Brontë also uses religion to develop Jane’s independence throughout the novel. As Jane Eyre is a story of self-discovery and self-reliance, Religion also serves the important function of providing a moral code, a humanist doctrine, for Jane to follow, as she does not have many benevolent individuals to mold her moral code. Jane’s dependence on religion and God throughout the novel provides her with a strength that obliges and enables her to leave Mr. Rochester and only return to him when ethics and social equality permitted. When her wedding is interrupted, she prays to God for solace (Chapter 26). As she wanders in the heath poor and starving, she puts her survival in the hands of God (Chapter 28). She strongly objects to Rochester’s lustful immorality, and she refuses to consider living with him while the church still deem him married to another man. Even so, Jane can barely bring herself to leave the only love she has ever known. She ultimately credits God with helping her to escape what she knows would have been an immoral life.
This independence in turn serves a very important function in Jane Eyre. In the beginning of the novel, Jane struggles against Bessie, the nurse at Gateshead Hall and says, “I resisted all the way: a new thing for me” (Chapter 2). This sentence foreshadows what will be an important theme of the rest of the book, that of female independence or rebelliousness. Jane is here resisting unfair punishment, but throughout the novel, she expresses her opinions of the state of women. Jane not only shows the reader her beliefs of female independence through her actions, but also through her actions, but also through her thoughts. Religion serves to support her in her quest for autonomy, while providing her with the moral guidelines to keep herself within the realm of acceptable female conduct.

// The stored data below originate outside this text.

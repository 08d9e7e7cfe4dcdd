use anyhow::{Context, Result};
use std::path::Path;
use std::sync::Arc;
use toolgate_core::catalog::build_dispatcher;
use toolgate_core::config::ServerInfoConfig;
use toolgate_core::{Dispatcher, GatewayConfig, Guard, ToolFilter};

/// Gateway configuration plus the overrides the network binary accepts
#[derive(Debug, Clone)]
pub struct ServerConfig {
    pub gateway: GatewayConfig,
}

impl ServerConfig {
    /// Load the config file, letting an explicit API key (flag or
    /// `MCP_API_KEY`) take precedence over `[auth].api_key`
    pub fn load(config_path: &Path, api_key: Option<String>) -> Result<Self> {
        let mut gateway = GatewayConfig::load(config_path)
            .with_context(|| format!("Failed to load {}", config_path.display()))?;

        if let Some(key) = api_key.filter(|key| !key.is_empty()) {
            gateway.auth.api_key = Some(key);
        }

        Ok(Self { gateway })
    }

    pub fn api_key(&self) -> Option<&str> {
        self.gateway.auth.api_key.as_deref().filter(|key| !key.is_empty())
    }
}

/// Application state shared across handlers
pub struct AppState {
    pub dispatcher: Arc<Dispatcher>,
    pub guard: Arc<Guard>,
    pub filter: ToolFilter,
    pub server: ServerInfoConfig,
}

impl AppState {
    pub fn new(config: &ServerConfig) -> Result<Self> {
        let gateway = &config.gateway;
        let dispatcher = Arc::new(build_dispatcher(gateway).context("Failed to build tool registry")?);
        let guard = Arc::new(Guard::new(config.api_key(), &gateway.rate_limit));

        if guard.is_open() {
            tracing::warn!("No API key configured; the network transport accepts anonymous requests");
        }

        Ok(Self {
            dispatcher,
            guard,
            filter: ToolFilter::from_allow_list(gateway.tools.allowed.as_deref()),
            server: gateway.server.clone(),
        })
    }
}

#[cfg(test)]
mod tests {
    use super::*;
    use std::io::Write;

    #[test]
    fn test_flag_overrides_file_key() {
        let mut file = tempfile::NamedTempFile::new().unwrap();
        writeln!(file, "[auth]\napi_key = \"from-file\"").unwrap();

        let config = ServerConfig::load(file.path(), None).unwrap();
        assert_eq!(config.api_key(), Some("from-file"));

        let config = ServerConfig::load(file.path(), Some("from-flag".into())).unwrap();
        assert_eq!(config.api_key(), Some("from-flag"));

        let config = ServerConfig::load(file.path(), Some(String::new())).unwrap();
        assert_eq!(config.api_key(), Some("from-file"));
    }

    #[test]
    fn test_allow_list_becomes_filter() {
        let mut file = tempfile::NamedTempFile::new().unwrap();
        writeln!(file, "[tools]\nallowed = [\"health\"]").unwrap();

        let config = ServerConfig::load(file.path(), None).unwrap();
        let state = AppState::new(&config).unwrap();
        assert!(state.filter.allows("health"));
        assert!(!state.filter.allows("get_item"));
        assert!(state.guard.is_open());
    }
}
use anyhow::Result;
use clap::Parser;
use std::path::PathBuf;
use tracing_subscriber::{layer::SubscriberExt, util::SubscriberInitExt, EnvFilter};

mod api;
mod config;
mod middleware;

use config::ServerConfig;

#[derive(Parser, Debug)]
#[command(name = "toolgate")]
#[command(about = "Toolgate - tool invocation gateway over HTTP", long_about = None)]
struct Args {
    /// Path to configuration file
    #[arg(short, long, default_value = "toolgate.toml")]
    config: PathBuf,

    /// Port to listen on
    #[arg(short, long, default_value = "8080")]
    port: u16,

    /// Host to bind to
    #[arg(long, default_value = "127.0.0.1")]
    host: String,

    /// Bearer token required on /mcp routes
    #[arg(long, env = "MCP_API_KEY", hide_env_values = true)]
    api_key: Option<String>,

    /// Emit logs as JSON lines
    #[arg(long)]
    log_json: bool,
}

fn init_tracing(json: bool) {
    let filter = EnvFilter::try_from_default_env()
        .unwrap_or_else(|_| "toolgate=info,toolgate_core=info,toolgate_server=info,tower_http=debug".into());

    let registry = tracing_subscriber::registry().with(filter);
    if json {
        registry.with(tracing_subscriber::fmt::layer().json()).init();
    } else {
        registry
            .with(
                tracing_subscriber::fmt::layer()
                    .with_target(false)
                    .with_thread_ids(true)
                    .with_file(true)
                    .with_line_number(true),
            )
            .init();
    }
}

#[tokio::main]
async fn main() -> Result<()> {
    let args = Args::parse();

    init_tracing(args.log_json);

    tracing::info!("Starting Toolgate {}", env!("CARGO_PKG_VERSION"));

    // Load configuration
    let config = ServerConfig::load(&args.config, args.api_key)?;

    // Start API server
    let addr = format!("{}:{}", args.host, args.port);
    tracing::info!("Starting API server on {}", addr);

    api::serve(&addr, config).await?;

    Ok(())
}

Through religious discovery, Jane ultimately finds a comfortable middle ground. Her spiritual understanding is not hateful and oppressive like Mr. Brocklehurst’s, nor does it require retreat from the everyday world as Helen’s and St. John’s religions do. For Jane, Religion helps curb immoderate passions, and it spurs on worldly efforts and achievements. These achievements include full self-knowledge, independence and complete faith in God. It is also important to note that Brontë uses religion as a tool, but suggests that it must be balanced with a self-love and a love of others that may guide you to happiness and selflessness, as well as equality and independence.